Update for .NET 5: I'll leave the previous answer up as it is still relevant for older runtimes but .NET 5 appears to have further improved ConcurrentDictionary to the point where reads via TryGetValue() are actually faster than even the normal Dictionary, as seen in the results below (COW is my CopyOnWriteDictionary, detailed below). Make what you will of this :)

|          Method |        Mean |     Error |    StdDev |    Gen 0 |    Gen 1 |    Gen 2 | Allocated |
|---------------- |------------:|----------:|----------:|---------:|---------:|---------:|----------:|
| ConcurrentWrite | 1,372.32 us | 12.752 us | 11.304 us | 226.5625 |  89.8438 |  44.9219 | 1398736 B |
|        COWWrite | 1,077.39 us | 21.435 us | 31.419 us |  56.6406 |  19.5313 |  11.7188 |  868629 B |
|       DictWrite |   347.19 us |  5.875 us |  5.208 us | 124.5117 | 124.5117 | 124.5117 |  673064 B |
|  ConcurrentRead |    63.53 us |  0.486 us |  0.431 us |        - |        - |        - |         - |
|         COWRead |    81.55 us |  0.908 us |  0.805 us |        - |        - |        - |         - |
|        DictRead |    70.71 us |  0.471 us |  0.393 us |        - |        - |        - |         - |

Previous answer, still relevant for < .NET 5:

The latest versions of ConcurrentDictionary have improved significantly since I originally posted this answer. It no longer locks on read and thus offers almost the same performance profile as my CopyOnWriteDictionary implementation with more features so I recommend you use that instead in most cases. ConcurrentDictionary still has 20 - 30% more overhead than Dictionary or CopyOnWriteDictionary, so performance-sensitive applications may still benefit from its use.

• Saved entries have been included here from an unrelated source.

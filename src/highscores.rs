//! Persisted high score
//!
//! A single integer stored as decimal text, so the value stays readable by
//! anything that looks at the store.

use serde::{Deserialize, Serialize};

use crate::persistence::Store;

/// Best score across sessions
#[derive(Debug, Clone, Copy, Default, PartialEq, Eq, Serialize, Deserialize)]
pub struct HighScore {
    pub score: i64,
}

impl HighScore {
    const STORAGE_KEY: &'static str = "dodge_blast_high_score";

    pub fn new(score: i64) -> Self {
        Self { score }
    }

    /// Check if a score beats the stored one
    pub fn qualifies(&self, score: i64) -> bool {
        score > self.score
    }

    /// Record a score; returns true if it became the new best
    pub fn submit(&mut self, score: i64) -> bool {
        if self.qualifies(score) {
            self.score = score;
            true
        } else {
            false
        }
    }

    /// Load from the store, falling back to 0 on anything unreadable
    pub fn load(store: &impl Store) -> Self {
        match store.get_item(Self::STORAGE_KEY) {
            Ok(Some(text)) => match text.trim().parse::<i64>() {
                Ok(score) => {
                    log::info!("Loaded high score {}", score);
                    Self::new(score)
                }
                Err(e) => {
                    log::warn!("Ignoring unreadable high score {:?}: {}", text, e);
                    Self::default()
                }
            },
            Ok(None) => {
                log::info!("No high score found, starting fresh");
                Self::default()
            }
            Err(e) => {
                log::warn!("Failed to read high score: {}", e);
                Self::default()
            }
        }
    }

    pub fn save(&self, store: &mut impl Store) {
        match store.set_item(Self::STORAGE_KEY, &self.score.to_string()) {
            Ok(()) => log::debug!("High score saved ({})", self.score),
            Err(e) => log::warn!("Failed to save high score: {}", e),
        }
    }
}

#[cfg(test)]
mod tests {
    use super::*;
    use crate::persistence::MemoryStore;

    #[test]
    fn test_submit_only_raises() {
        let mut best = HighScore::new(50);
        assert!(!best.submit(50));
        assert!(!best.submit(-5));
        assert!(best.submit(60));
        assert_eq!(best.score, 60);
    }

    #[test]
    fn test_load_missing_is_zero() {
        let store = MemoryStore::new();
        assert_eq!(HighScore::load(&store), HighScore::default());
    }

    #[test]
    fn test_save_then_load() {
        let mut store = MemoryStore::new();
        HighScore::new(320).save(&mut store);
        assert_eq!(HighScore::load(&store).score, 320);
    }

    #[test]
    fn test_garbage_falls_back_to_zero() {
        let mut store = MemoryStore::new();
        store.set_item("dodge_blast_high_score", "lots").unwrap();
        assert_eq!(HighScore::load(&store).score, 0);
    }
}
//! Entity types and their per-tick update rules
//!
//! Positions are top-left corners in field pixels; y grows downward.

use glam::Vec2;
use serde::{Deserialize, Serialize};

use super::buffs::BuffTable;
use super::collision::Aabb;
use crate::consts::*;
use crate::{deg_to_rad, ms_to_us};

/// Power-up types. Each one maps to exactly one player buff.
#[derive(Debug, Clone, Copy, PartialEq, Eq, Hash, Serialize, Deserialize)]
pub enum PowerUpKind {
    Shield,
    TripleShot,
    SlowShot,
    FastShot,
}

impl PowerUpKind {
    pub const ALL: [PowerUpKind; 4] = [
        PowerUpKind::Shield,
        PowerUpKind::TripleShot,
        PowerUpKind::SlowShot,
        PowerUpKind::FastShot,
    ];

    /// Fallback type when a weighted draw cannot pick one
    pub const DEFAULT: PowerUpKind = PowerUpKind::Shield;

    /// Base buff duration granted per pickup (ms)
    pub fn base_duration_ms(self) -> f64 {
        match self {
            PowerUpKind::Shield => 5_000.0,
            PowerUpKind::TripleShot => 7_000.0,
            PowerUpKind::SlowShot => 10_000.0,
            PowerUpKind::FastShot => 5_000.0,
        }
    }

    /// Slot index in the buff table
    #[inline]
    pub fn index(self) -> usize {
        match self {
            PowerUpKind::Shield => 0,
            PowerUpKind::TripleShot => 1,
            PowerUpKind::SlowShot => 2,
            PowerUpKind::FastShot => 3,
        }
    }

    pub fn as_str(&self) -> &'static str {
        match self {
            PowerUpKind::Shield => "shield",
            PowerUpKind::TripleShot => "triple_shot",
            PowerUpKind::SlowShot => "slow_shot",
            PowerUpKind::FastShot => "fast_shot",
        }
    }
}

/// The player's ship
#[derive(Debug, Clone, Serialize, Deserialize)]
pub struct Player {
    pub pos: Vec2,
    /// Active buffs and their expiry timestamps
    pub buffs: BuffTable,
    /// Simulation time of the last shot (whole microseconds)
    pub last_shot_us: Option<u64>,
}

impl Default for Player {
    fn default() -> Self {
        Self {
            pos: Vec2::new(
                FIELD_WIDTH / 2.0 - PLAYER_SIZE / 2.0,
                FIELD_HEIGHT - PLAYER_SIZE - PLAYER_BOTTOM_MARGIN,
            ),
            buffs: BuffTable::default(),
            last_shot_us: None,
        }
    }
}

impl Player {
    pub fn bounds(&self) -> Aabb {
        Aabb::new(self.pos, Vec2::splat(PLAYER_SIZE))
    }

    /// Center the ship under an absolute pointer x, kept inside the field.
    /// Non-finite input is ignored.
    pub fn move_to_pointer(&mut self, pointer_x: f32) {
        if !pointer_x.is_finite() {
            return;
        }
        self.pos.x = (pointer_x - PLAYER_SIZE / 2.0).clamp(0.0, FIELD_WIDTH - PLAYER_SIZE);
    }

    /// Nudge the ship by `PLAYER_SPEED` in the given direction (-1.0 left,
    /// 1.0 right), kept inside the field. Non-finite input is ignored.
    pub fn steer(&mut self, direction: f32) {
        if !direction.is_finite() {
            return;
        }
        let dx = direction.clamp(-1.0, 1.0) * PLAYER_SPEED;
        self.pos.x = (self.pos.x + dx).clamp(0.0, FIELD_WIDTH - PLAYER_SIZE);
    }

    pub fn is_shielded(&self) -> bool {
        self.buffs.is_active(PowerUpKind::Shield)
    }

    /// Where bullets leave the ship
    pub fn muzzle(&self) -> Vec2 {
        Vec2::new(self.pos.x + PLAYER_SIZE / 2.0 - BULLET_WIDTH / 2.0, self.pos.y)
    }

    /// Fire if the shot interval has elapsed; returns the new bullets
    pub fn try_fire(&mut self, now_ms: f64) -> Vec<Bullet> {
        let now_us = ms_to_us(now_ms);
        let interval_us = ms_to_us(self.buffs.shot_interval_ms());
        if let Some(last) = self.last_shot_us {
            if now_us.saturating_sub(last) <= interval_us {
                return Vec::new();
            }
        }
        self.last_shot_us = Some(now_us);

        let muzzle = self.muzzle();
        if self.buffs.is_active(PowerUpKind::TripleShot) {
            let spread = deg_to_rad(TRIPLE_SHOT_SPREAD_DEG);
            vec![
                Bullet::new(muzzle, -spread),
                Bullet::new(muzzle, 0.0),
                Bullet::new(muzzle, spread),
            ]
        } else {
            vec![Bullet::new(muzzle, 0.0)]
        }
    }
}

/// A player bullet
#[derive(Debug, Clone, Serialize, Deserialize)]
pub struct Bullet {
    pub pos: Vec2,
    /// Launch angle in radians; 0 is straight up, positive fans right
    pub angle: f32,
}

impl Bullet {
    pub fn new(pos: Vec2, angle: f32) -> Self {
        Self { pos, angle }
    }

    pub fn update(&mut self) {
        self.pos.x += BULLET_SPEED * self.angle.sin();
        self.pos.y -= BULLET_SPEED * self.angle.cos();
    }

    pub fn is_off_top(&self) -> bool {
        self.pos.y < 0.0
    }

    pub fn bounds(&self) -> Aabb {
        Aabb::new(self.pos, Vec2::new(BULLET_WIDTH, BULLET_HEIGHT))
    }
}

/// A descending enemy
#[derive(Debug, Clone, Serialize, Deserialize)]
pub struct Enemy {
    pub pos: Vec2,
    pub base_speed: f32,
}

impl Enemy {
    /// Spawn at the top edge
    pub fn new(x: f32) -> Self {
        Self {
            pos: Vec2::new(x, 0.0),
            base_speed: ENEMY_BASE_SPEED,
        }
    }

    pub fn update(&mut self, speed_multiplier: f32) {
        self.pos.y += self.base_speed * speed_multiplier;
    }

    pub fn is_past_bottom(&self) -> bool {
        self.pos.y > FIELD_HEIGHT
    }

    pub fn bounds(&self) -> Aabb {
        Aabb::new(self.pos, Vec2::splat(ENEMY_SIZE))
    }
}

/// A falling power-up
#[derive(Debug, Clone, Serialize, Deserialize)]
pub struct PowerUp {
    pub pos: Vec2,
    pub kind: PowerUpKind,
}

impl PowerUp {
    pub fn new(x: f32, kind: PowerUpKind) -> Self {
        Self {
            pos: Vec2::new(x, 0.0),
            kind,
        }
    }

    pub fn update(&mut self) {
        self.pos.y += POWERUP_SPEED;
    }

    pub fn is_past_bottom(&self) -> bool {
        self.pos.y > FIELD_HEIGHT
    }

    /// Send back to the top at a new x; the type is kept
    pub fn recycle(&mut self, x: f32) {
        self.pos = Vec2::new(x, 0.0);
    }

    pub fn bounds(&self) -> Aabb {
        Aabb::new(self.pos, Vec2::splat(POWERUP_SIZE))
    }
}
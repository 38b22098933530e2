//! Sound effects
//!
//! The session reports effects to an `AudioSink`. On the web, `WebAudio`
//! synthesizes each one with oscillators, so no asset files are needed.

/// Sound effect types
#[derive(Debug, Clone, Copy, PartialEq, Eq)]
pub enum SoundEffect {
    /// A shot left the ship
    Shot,
    /// An enemy was destroyed
    EnemyDestroyed,
}

/// Receives one-shot sound effects
pub trait AudioSink {
    fn play(&mut self, effect: SoundEffect);

    /// Volume from 0.0 to 1.0
    fn set_volume(&mut self, _volume: f32) {}

    fn set_muted(&mut self, _muted: bool) {}
}

/// Discards all sound
#[derive(Debug, Clone, Copy, Default)]
pub struct NullAudio;

impl AudioSink for NullAudio {
    fn play(&mut self, _effect: SoundEffect) {}
}

/// Records what was played and the last volume settings applied
#[derive(Debug, Clone, Default)]
pub struct RecordingAudio {
    pub played: Vec<SoundEffect>,
    pub volume: Option<f32>,
    pub muted: bool,
}

impl AudioSink for RecordingAudio {
    fn play(&mut self, effect: SoundEffect) {
        if !self.muted {
            self.played.push(effect);
        }
    }

    fn set_volume(&mut self, volume: f32) {
        self.volume = Some(volume);
    }

    fn set_muted(&mut self, muted: bool) {
        self.muted = muted;
    }
}

#[cfg(target_arch = "wasm32")]
pub use web::WebAudio;

#[cfg(target_arch = "wasm32")]
mod web {
    use web_sys::{AudioContext, GainNode, OscillatorNode, OscillatorType};

    use super::{AudioSink, SoundEffect};

    /// Web Audio sink. Each effect keeps its last voice; playing it again
    /// stops that voice and starts over.
    pub struct WebAudio {
        ctx: Option<AudioContext>,
        volume: f32,
        muted: bool,
        shot_voice: Option<OscillatorNode>,
        explosion_voice: Option<OscillatorNode>,
    }

    impl Default for WebAudio {
        fn default() -> Self {
            Self::new()
        }
    }

    impl WebAudio {
        pub fn new() -> Self {
            // May fail outside a secure context
            let ctx = AudioContext::new().ok();
            if ctx.is_none() {
                log::warn!("Failed to create AudioContext - audio disabled");
            }
            Self {
                ctx,
                volume: 0.8,
                muted: false,
                shot_voice: None,
                explosion_voice: None,
            }
        }

        fn create_osc(
            ctx: &AudioContext,
            freq: f32,
            osc_type: OscillatorType,
        ) -> Option<(OscillatorNode, GainNode)> {
            let osc = ctx.create_oscillator().ok()?;
            let gain = ctx.create_gain().ok()?;

            osc.set_type(osc_type);
            osc.frequency().set_value(freq);
            osc.connect_with_audio_node(&gain).ok()?;
            gain.connect_with_audio_node(&ctx.destination()).ok()?;

            Some((osc, gain))
        }

        /// Laser zap - quick falling square wave
        fn play_shot(ctx: &AudioContext, vol: f32) -> Option<OscillatorNode> {
            let (osc, gain) = Self::create_osc(ctx, 880.0, OscillatorType::Square)?;
            let t = ctx.current_time();

            gain.gain().set_value_at_time(vol * 0.15, t).ok();
            gain.gain()
                .exponential_ramp_to_value_at_time(0.01, t + 0.08)
                .ok();
            osc.frequency()
                .exponential_ramp_to_value_at_time(220.0, t + 0.08)
                .ok();

            osc.start().ok();
            osc.stop_with_when(t + 0.1).ok();
            Some(osc)
        }

        /// Explosion - low sawtooth boom
        fn play_explosion(ctx: &AudioContext, vol: f32) -> Option<OscillatorNode> {
            let (osc, gain) = Self::create_osc(ctx, 120.0, OscillatorType::Sawtooth)?;
            let t = ctx.current_time();

            gain.gain().set_value_at_time(vol * 0.4, t).ok();
            gain.gain()
                .exponential_ramp_to_value_at_time(0.01, t + 0.3)
                .ok();
            osc.frequency()
                .exponential_ramp_to_value_at_time(30.0, t + 0.3)
                .ok();

            osc.start().ok();
            osc.stop_with_when(t + 0.35).ok();
            Some(osc)
        }
    }

    impl AudioSink for WebAudio {
        fn set_volume(&mut self, vol: f32) {
            self.volume = vol.clamp(0.0, 1.0);
        }

        fn set_muted(&mut self, muted: bool) {
            self.muted = muted;
        }

        fn play(&mut self, effect: SoundEffect) {
            if self.muted || self.volume <= 0.0 {
                return;
            }
            let Some(ctx) = &self.ctx else { return };

            // Browsers suspend the context until a user gesture
            if ctx.state() == web_sys::AudioContextState::Suspended {
                let _ = ctx.resume();
            }

            let vol = self.volume;
            let voice = match effect {
                SoundEffect::Shot => &mut self.shot_voice,
                SoundEffect::EnemyDestroyed => &mut self.explosion_voice,
            };
            if let Some(previous) = voice.take() {
                let _ = previous.stop();
            }
            *voice = match effect {
                SoundEffect::Shot => Self::play_shot(ctx, vol),
                SoundEffect::EnemyDestroyed => Self::play_explosion(ctx, vol),
            };
        }
    }
}
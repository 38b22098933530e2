//! Deterministic simulation module
//!
//! All gameplay logic lives here. This module must be pure and deterministic:
//! - Time only advances through `tick`
//! - Seeded RNG only
//! - No rendering, audio or platform dependencies

pub mod buffs;
pub mod collision;
pub mod difficulty;
pub mod entity;
pub mod spawner;
pub mod state;
pub mod tick;

pub use buffs::BuffTable;
pub use collision::Aabb;
pub use difficulty::{DifficultyDriver, DifficultyPhase};
pub use entity::{Bullet, Enemy, Player, PowerUp, PowerUpKind};
pub use spawner::{PowerUpTable, Spawn, Spawner};
pub use state::{GameEvent, GameOverCause, GamePhase, SessionStats, SimulationState};
pub use tick::{TickInput, tick};
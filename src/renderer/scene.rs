//! Scene assembly
//!
//! Flattens a simulation snapshot into one triangle list. Draw order is back
//! to front: field, power-ups, enemies, bullets, ship, game-over band.

use glam::Vec2;

use super::shapes;
use super::vertex::{Vertex, colors};
use crate::consts::*;
use crate::sim::{PowerUp, PowerUpKind, SimulationState};

const CIRCLE_SEGMENTS: u32 = 24;
const GAME_OVER_BAND_HEIGHT: f32 = 80.0;

/// Build every vertex for one frame
pub fn build_scene(state: &SimulationState) -> Vec<Vertex> {
    let mut vertices = shapes::rect(
        Vec2::ZERO,
        Vec2::new(FIELD_WIDTH, FIELD_HEIGHT),
        colors::FIELD,
    );

    for powerup in &state.powerups {
        vertices.extend(powerup_glyph(powerup));
    }

    let enemy_radius = ENEMY_SIZE / 2.0;
    for enemy in &state.enemies {
        vertices.extend(shapes::circle(
            enemy.pos + Vec2::splat(enemy_radius),
            enemy_radius,
            colors::ENEMY,
            CIRCLE_SEGMENTS,
        ));
    }

    let bullet_size = Vec2::new(BULLET_WIDTH, BULLET_HEIGHT);
    for bullet in &state.bullets {
        vertices.extend(shapes::rotated_rect(
            bullet.pos + bullet_size / 2.0,
            bullet_size,
            bullet.angle,
            colors::BULLET,
        ));
    }

    let ship = state.player.pos;
    vertices.extend(shapes::triangle(
        Vec2::new(ship.x + PLAYER_SIZE / 2.0, ship.y),
        Vec2::new(ship.x + PLAYER_SIZE, ship.y + PLAYER_SIZE),
        Vec2::new(ship.x, ship.y + PLAYER_SIZE),
        colors::PLAYER,
    ));
    if state.player.is_shielded() {
        let center = ship + Vec2::splat(PLAYER_SIZE / 2.0);
        vertices.extend(shapes::ring(
            center,
            PLAYER_SIZE * 0.7,
            PLAYER_SIZE * 0.7 + 3.0,
            colors::SHIELD_RING,
            CIRCLE_SEGMENTS,
        ));
    }

    if state.is_game_over() {
        vertices.extend(shapes::rect(
            Vec2::new(0.0, (FIELD_HEIGHT - GAME_OVER_BAND_HEIGHT) / 2.0),
            Vec2::new(FIELD_WIDTH, GAME_OVER_BAND_HEIGHT),
            colors::GAME_OVER_BAND,
        ));
    }

    vertices
}

/// Each power-up kind gets its own silhouette
fn powerup_glyph(powerup: &PowerUp) -> Vec<Vertex> {
    let r = POWERUP_SIZE / 2.0;
    let c = powerup.pos + Vec2::splat(r);
    let color = colors::powerup(powerup.kind);

    match powerup.kind {
        PowerUpKind::Shield => {
            let mut v = shapes::ring(c, r * 0.7, r, color, CIRCLE_SEGMENTS);
            v.extend(shapes::circle(c, r * 0.4, color, CIRCLE_SEGMENTS));
            v
        }
        PowerUpKind::TripleShot => [Vec2::new(-6.0, 3.0), Vec2::new(0.0, -5.0), Vec2::new(6.0, 3.0)]
            .into_iter()
            .flat_map(|offset| shapes::circle(c + offset, 3.0, color, 12))
            .collect(),
        PowerUpKind::SlowShot => {
            // Clock face
            let mut v = shapes::ring(c, r * 0.8, r, color, CIRCLE_SEGMENTS);
            v.extend(shapes::line(c, c + Vec2::new(0.0, -r * 0.6), 2.0, color));
            v.extend(shapes::line(c, c + Vec2::new(r * 0.45, 0.0), 2.0, color));
            v
        }
        PowerUpKind::FastShot => {
            // Double chevron pointing up
            let mut v = Vec::with_capacity(12);
            for dy in [-3.0, 4.0] {
                let tip = c + Vec2::new(0.0, dy - 4.0);
                v.extend(shapes::triangle(
                    tip,
                    c + Vec2::new(r * 0.8, dy + 3.0),
                    c + Vec2::new(-r * 0.8, dy + 3.0),
                    color,
                ));
            }
            v
        }
    }
}
//! WebGPU rendering module
//!
//! `scene` and `shapes` turn simulation state into plain vertices and are
//! usable headless; `pipeline` owns the GPU side.

pub mod pipeline;
pub mod scene;
pub mod shapes;
pub mod vertex;

pub use pipeline::{RenderState, field_to_ndc, viewport_to_field};
pub use scene::build_scene;
pub use vertex::Vertex;
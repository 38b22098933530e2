//! Vertex types for 2D rendering

use bytemuck::{Pod, Zeroable};

/// 2D vertex in field pixels (y down) with an RGBA color
#[repr(C)]
#[derive(Copy, Clone, Debug, PartialEq, Pod, Zeroable)]
pub struct Vertex {
    pub position: [f32; 2],
    pub color: [f32; 4],
}

impl Vertex {
    pub const fn new(x: f32, y: f32, color: [f32; 4]) -> Self {
        Self {
            position: [x, y],
            color,
        }
    }

    pub fn desc() -> wgpu::VertexBufferLayout<'static> {
        wgpu::VertexBufferLayout {
            array_stride: std::mem::size_of::<Vertex>() as wgpu::BufferAddress,
            step_mode: wgpu::VertexStepMode::Vertex,
            attributes: &[
                wgpu::VertexAttribute {
                    offset: 0,
                    shader_location: 0,
                    format: wgpu::VertexFormat::Float32x2,
                },
                wgpu::VertexAttribute {
                    offset: std::mem::size_of::<[f32; 2]>() as wgpu::BufferAddress,
                    shader_location: 1,
                    format: wgpu::VertexFormat::Float32x4,
                },
            ],
        }
    }
}

/// Colors for game elements
pub mod colors {
    use crate::sim::PowerUpKind;

    pub const BACKGROUND: [f32; 4] = [0.0, 0.0, 0.0, 1.0];
    pub const FIELD: [f32; 4] = [0.04, 0.04, 0.08, 1.0];
    pub const PLAYER: [f32; 4] = [0.2, 0.6, 1.0, 1.0];
    pub const SHIELD_RING: [f32; 4] = [0.3, 0.9, 1.0, 0.6];
    pub const BULLET: [f32; 4] = [1.0, 0.95, 0.4, 1.0];
    pub const ENEMY: [f32; 4] = [0.95, 0.25, 0.25, 1.0];
    pub const GAME_OVER_BAND: [f32; 4] = [0.6, 0.0, 0.0, 0.75];

    pub const SHIELD: [f32; 4] = [0.3, 0.9, 1.0, 1.0];
    pub const TRIPLE_SHOT: [f32; 4] = [0.4, 1.0, 0.4, 1.0];
    pub const SLOW_SHOT: [f32; 4] = [0.7, 0.5, 1.0, 1.0];
    pub const FAST_SHOT: [f32; 4] = [1.0, 0.6, 0.1, 1.0];

    pub fn powerup(kind: PowerUpKind) -> [f32; 4] {
        match kind {
            PowerUpKind::Shield => SHIELD,
            PowerUpKind::TripleShot => TRIPLE_SHOT,
            PowerUpKind::SlowShot => SLOW_SHOT,
            PowerUpKind::FastShot => FAST_SHOT,
        }
    }
}
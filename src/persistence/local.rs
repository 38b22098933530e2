//! Browser LocalStorage store

use super::{PersistError, Store};

/// Thin wrapper over `window.localStorage`
pub struct LocalStore {
    storage: Option<web_sys::Storage>,
}

impl Default for LocalStore {
    fn default() -> Self {
        Self::new()
    }
}

impl LocalStore {
    pub fn new() -> Self {
        let storage = web_sys::window()
            .and_then(|w| w.local_storage().ok())
            .flatten();
        if storage.is_none() {
            log::warn!("LocalStorage unavailable - scores and settings will not persist");
        }
        Self { storage }
    }
}

impl Store for LocalStore {
    fn get_item(&self, key: &str) -> Result<Option<String>, PersistError> {
        let storage = self.storage.as_ref().ok_or(PersistError::Unavailable)?;
        storage.get_item(key).map_err(|_| PersistError::Unavailable)
    }

    fn set_item(&mut self, key: &str, value: &str) -> Result<(), PersistError> {
        let storage = self.storage.as_ref().ok_or(PersistError::Unavailable)?;
        storage
            .set_item(key, value)
            .map_err(|_| PersistError::Unavailable)
    }
}
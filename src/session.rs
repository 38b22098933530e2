//! Play session driver
//!
//! Turns variable frame times into fixed simulation ticks and routes the
//! simulation's events to audio and persistence. Hosts (browser loop, headless
//! runner) only feed input and call `frame`.

use crate::audio::{AudioSink, SoundEffect};
use crate::consts::{MAX_FRAME_MS, MAX_SUBSTEPS, SIM_DT_MS};
use crate::highscores::HighScore;
use crate::persistence::Store;
use crate::settings::Settings;
use crate::sim::{GameEvent, PowerUpKind, SimulationState, TickInput, tick};

/// What the HUD shows each frame
#[derive(Debug, Clone, PartialEq)]
pub struct HudSnapshot {
    pub score: i64,
    pub high_score: i64,
    pub game_over: bool,
    /// Active buffs and their remaining time (ms)
    pub buffs: Vec<(PowerUpKind, f64)>,
    pub speed_multiplier: f32,
}

pub struct Session<S: Store, A: AudioSink> {
    state: SimulationState,
    settings: Settings,
    high_score: HighScore,
    store: S,
    audio: A,
    accumulator_ms: f64,
    input: TickInput,
}

impl<S: Store, A: AudioSink> Session<S, A> {
    /// Load persisted values and start a run
    pub fn new(store: S, mut audio: A, seed: u64) -> Self {
        let high_score = HighScore::load(&store);
        let settings = Settings::load(&store);
        audio.set_volume(settings.volume);
        audio.set_muted(settings.muted);
        let state = SimulationState::new(seed, high_score.score, settings.slow_shot_enabled);
        log::info!(
            "Session started (seed {}, high score {}, auto-fire {}, slow shot {})",
            seed,
            high_score.score,
            settings.auto_fire,
            settings.slow_shot_enabled
        );
        Self {
            state,
            settings,
            high_score,
            store,
            audio,
            accumulator_ms: 0.0,
            input: TickInput::default(),
        }
    }

    pub fn state(&self) -> &SimulationState {
        &self.state
    }

    pub fn state_mut(&mut self) -> &mut SimulationState {
        &mut self.state
    }

    pub fn settings(&self) -> &Settings {
        &self.settings
    }

    pub fn store(&self) -> &S {
        &self.store
    }

    pub fn audio(&self) -> &A {
        &self.audio
    }

    /// Absolute pointer x in field pixels
    pub fn set_pointer_x(&mut self, x: f32) {
        self.input.pointer_x = Some(x);
    }

    pub fn set_firing(&mut self, firing: bool) {
        self.input.fire = firing;
    }

    /// Keyboard steering direction, -1.0 to 1.0
    pub fn set_steer(&mut self, direction: f32) {
        self.input.steer = direction;
    }

    pub fn toggle_auto_fire(&mut self) -> bool {
        let enabled = self.settings.toggle_auto_fire();
        self.settings.save(&mut self.store);
        enabled
    }

    pub fn toggle_slow_shot(&mut self) -> bool {
        let enabled = self.settings.toggle_slow_shot();
        self.state.set_slow_shot_enabled(enabled);
        self.settings.save(&mut self.store);
        enabled
    }

    pub fn toggle_muted(&mut self) -> bool {
        let muted = self.settings.toggle_muted();
        self.audio.set_muted(muted);
        self.settings.save(&mut self.store);
        muted
    }

    pub fn set_volume(&mut self, volume: f32) {
        self.settings.set_volume(volume);
        self.audio.set_volume(self.settings.volume);
        self.settings.save(&mut self.store);
    }

    /// Start a fresh run; pending ticks and held inputs are dropped
    pub fn restart(&mut self, seed: u64) {
        self.state.restart(seed);
        self.accumulator_ms = 0.0;
        self.input.fire = false;
        self.input.steer = 0.0;
    }

    /// Key press hook; returns true if the key was used. Space restarts once
    /// the run is over, arrows steer and `m` toggles sound.
    pub fn handle_key(&mut self, key: &str, seed: u64) -> bool {
        match key {
            " " if self.state.is_game_over() => self.restart(seed),
            "ArrowLeft" => self.input.steer = -1.0,
            "ArrowRight" => self.input.steer = 1.0,
            "m" | "M" => {
                self.toggle_muted();
            }
            _ => return false,
        }
        true
    }

    /// Key release hook; only releasing the held direction stops steering
    pub fn handle_key_up(&mut self, key: &str) -> bool {
        let released = match key {
            "ArrowLeft" => -1.0,
            "ArrowRight" => 1.0,
            _ => return false,
        };
        if self.input.steer == released {
            self.input.steer = 0.0;
        }
        true
    }

    /// Run as many fixed ticks as `frame_ms` covers; returns the tick count
    pub fn frame(&mut self, frame_ms: f64) -> u32 {
        if self.state.is_game_over() {
            self.accumulator_ms = 0.0;
            return 0;
        }

        if !frame_ms.is_finite() {
            return 0;
        }
        self.accumulator_ms += frame_ms.clamp(0.0, MAX_FRAME_MS);

        let mut substeps = 0;
        while self.accumulator_ms >= SIM_DT_MS && substeps < MAX_SUBSTEPS {
            let input = TickInput {
                auto_fire: self.settings.auto_fire,
                ..self.input.clone()
            };
            tick(&mut self.state, &input, SIM_DT_MS);
            // The ship stays put until the pointer moves again
            self.input.pointer_x = None;
            self.accumulator_ms -= SIM_DT_MS;
            substeps += 1;
            self.dispatch_events();

            if self.state.is_game_over() {
                self.accumulator_ms = 0.0;
                break;
            }
        }
        substeps
    }

    fn dispatch_events(&mut self) {
        for event in self.state.drain_events() {
            match event {
                GameEvent::BulletFired { .. } => self.audio.play(SoundEffect::Shot),
                GameEvent::EnemyDestroyed => self.audio.play(SoundEffect::EnemyDestroyed),
                GameEvent::NewHighScore(score) => {
                    if self.high_score.submit(score) {
                        self.high_score.save(&mut self.store);
                    }
                }
                GameEvent::PowerUpCollected(kind) => {
                    log::debug!("Collected {}", kind.as_str());
                }
                GameEvent::GameOver { .. }
                | GameEvent::EnemyMissed
                | GameEvent::BuffExpired(_) => {}
            }
        }
    }

    pub fn hud(&self) -> HudSnapshot {
        HudSnapshot {
            score: self.state.score,
            high_score: self.state.high_score,
            game_over: self.state.is_game_over(),
            buffs: self.state.player.buffs.active_with_remaining(self.state.time_ms()),
            speed_multiplier: self.state.difficulty.multiplier(),
        }
    }
}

You can read about my lock-free thread-safe copy-on-write dictionary implementation here:

http://www.singulink.com/CodeIndex/post/fastest-thread-safe-lock-free-dictionary

It's currently append-only (with the ability to replace values) as it is intended for use as a permanent cache. If you need removal then I suggest using ConcurrentDictionary since adding that into CopyOnWriteDictionary would eliminate all performance gains due to the added locking.

CopyOnWriteDictionary is very fast for quick bursts of writes and lookups usually run at almost standard Dictionary speed without locking. If you write occasionally and read often, this is the fastest option available.

My implementation provides maximum read performance by removing the need for any read locks under normal circumstances while updates aren't being made to the dictionary. The trade-off is that the dictionary needs to be copied and swapped after updates are applied (which is done on a background thread) but if you don't write often or you only write once during initialization then the trade-off is definitely worth it.